Friday, February 18, 2011

Several Species Of Small Furry Thoughts - The comfort of things.

I don’t know about you but I greatly cherish my days off. Not only for the respite from the grind, but also because it allows me prolonged exposure to those things that mean most: my house, pets, and the “things” which identify me. I guess it is because of the tireless media drumbeat of “the death of this that and the other thing” that has made me so aware, but in the last couple of months as I have had time off I have found a new extreme comfort in things. The other day, for instance I listened to the vinyl issue of Wanda Jackson’s fantastic new album while reading the new Ken Kesey biography Acid Christ (autographed copies are available at Tattered Cover) and then moved on to the Neil Young issue of Mojo. Later I watched a Blu-Ray of the very interesting, and somewhat disturbing film adaptation of Where The Wild Things Are. The point isn’t how lucky I am to have all this stuff (which I surely am), but that there is a unique and very human pleasure attached to the items I describe. Not just the content, but the item itself. The holding of a book or magazine, the flipping of a vinyl record to side B and then the endless reexamination of the cover art and liner notes, the smell of my old records which permeates the entire room, mixing with the wonderful odor of old adventures coming from my comic book closet. These are things that are not available with the online experience … and never will be. The warm, olfactory charm of thousands of records physically being in a room with you is a certain magic that may be lost on future generations. How sad. For me these days when I afford myself the luxury of lying on the sofa, blasting music, reading a book - it makes my life worth living in this increasingly upsetting and less beautiful world.

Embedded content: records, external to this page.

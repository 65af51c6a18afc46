pub mod app;
pub mod config;
pub mod constants;
pub mod message;
pub mod replies;
pub mod reply_scheduler;
pub mod store;
pub mod text_wrapping;
/// Vertical scroll position of the message list.
///
/// The list follows the newest message whenever the number of messages
/// changes between renders; otherwise the manual offset is kept and clamped.
#[derive(Debug, Clone, Copy, Default, PartialEq, Eq)]
pub struct ScrollState {
    offset: u16,
    max_offset: u16,
    followed_len: usize,
}

impl ScrollState {
    pub fn calculate_max_offset(total_lines: usize, viewport_height: u16) -> u16 {
        let total = u16::try_from(total_lines).unwrap_or(u16::MAX);
        total.saturating_sub(viewport_height)
    }

    /// Reconcile the offset with the latest layout and return the offset to render.
    pub fn follow(&mut self, message_count: usize, total_lines: usize, viewport_height: u16) -> u16 {
        self.max_offset = Self::calculate_max_offset(total_lines, viewport_height);
        if message_count != self.followed_len {
            self.followed_len = message_count;
            self.offset = self.max_offset;
        } else {
            self.offset = self.offset.min(self.max_offset);
        }
        self.offset
    }

    pub fn offset(&self) -> u16 {
        self.offset
    }

    pub fn is_at_bottom(&self) -> bool {
        self.offset >= self.max_offset
    }

    pub fn scroll_up(&mut self, lines: u16) {
        self.offset = self.offset.saturating_sub(lines);
    }

    pub fn scroll_down(&mut self, lines: u16) {
        self.offset = self.offset.saturating_add(lines).min(self.max_offset);
    }

    pub fn scroll_to_top(&mut self) {
        self.offset = 0;
    }

    pub fn scroll_to_bottom(&mut self) {
        self.offset = self.max_offset;
    }
}

#[cfg(test)]
mod tests {
    use super::*;

    #[test]
    fn short_transcript_never_scrolls() {
        let mut scroll = ScrollState::default();
        assert_eq!(scroll.follow(1, 3, 10), 0);
        scroll.scroll_down(5);
        assert_eq!(scroll.offset(), 0);
        assert!(scroll.is_at_bottom());
    }

    #[test]
    fn new_message_jumps_to_bottom() {
        let mut scroll = ScrollState::default();
        assert_eq!(scroll.follow(4, 30, 10), 20);

        scroll.scroll_up(7);
        assert_eq!(scroll.follow(4, 30, 10), 13);
        assert!(!scroll.is_at_bottom());

        assert_eq!(scroll.follow(5, 34, 10), 24);
        assert!(scroll.is_at_bottom());
    }

    #[test]
    fn shrinking_viewport_clamps_manual_offset() {
        let mut scroll = ScrollState::default();
        scroll.follow(2, 20, 5);
        scroll.scroll_to_bottom();
        assert_eq!(scroll.follow(2, 20, 15), 5);
    }

    #[test]
    fn scroll_bounds_are_respected() {
        let mut scroll = ScrollState::default();
        scroll.follow(3, 25, 10);
        scroll.scroll_to_top();
        scroll.scroll_up(3);
        assert_eq!(scroll.offset(), 0);
        scroll.scroll_down(100);
        assert_eq!(scroll.offset(), 15);
    }
}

Another CD I have spent some time with lately, has been the deluxe reissue of 13th Floor Elevators classic album Easter Everywhere the 1967 follow-up to their first classic album, The Psychedelic Sounds Of The 13th Floor Elevators. I have always considered the first album this mercurial band’s best and had not really given Easter Everywhere as much attention. Big mistake! Easter Everywhere is a raw, wild freak-out album that contains some of the most authentic psychedelic music ever made. Easter Everywhere is actually a far more developed album than the first, kicking off with what could be their best song (and one of the best acid revelation lyrics ever) “Slip Inside This House” which over the course of many minutes drags the listener on a moody weird trip informed by chilling vocals, spine-tingling guitar lines and the ever-present sound of the electric jug - the thing that makes 13th Floor Elevators so distinctive and immediately recognizable apart from their contemporaries. This album really does just drip LSD. Clearly fried themselves, the members of the band shake and quiver through songs, occasionally losing the thread (or the key they are playing in), but never leaving an almost palpable sense of mystery and dread behind. The whole album is fabulous, but the cover of Dylan’s “(It’s All Over Now) Baby Blue” stands as one of the best Bob covers ever. Roky Erickson’s spooky vocals cut right to the core of this existential masterpiece. This is a real 60’s album. The deluxe reissue is a lovely package with a great booklet and two discs that present the album in both mono and stereo and offer up a bonus track. As I let the day-glow weirdness wash over me, I relished in the fondling of, and reading the booklet. There are rare photos in the package and I stare at them until my eyes grow blurry. I put the package down, but keep my hand on it, feeling the smooth surface.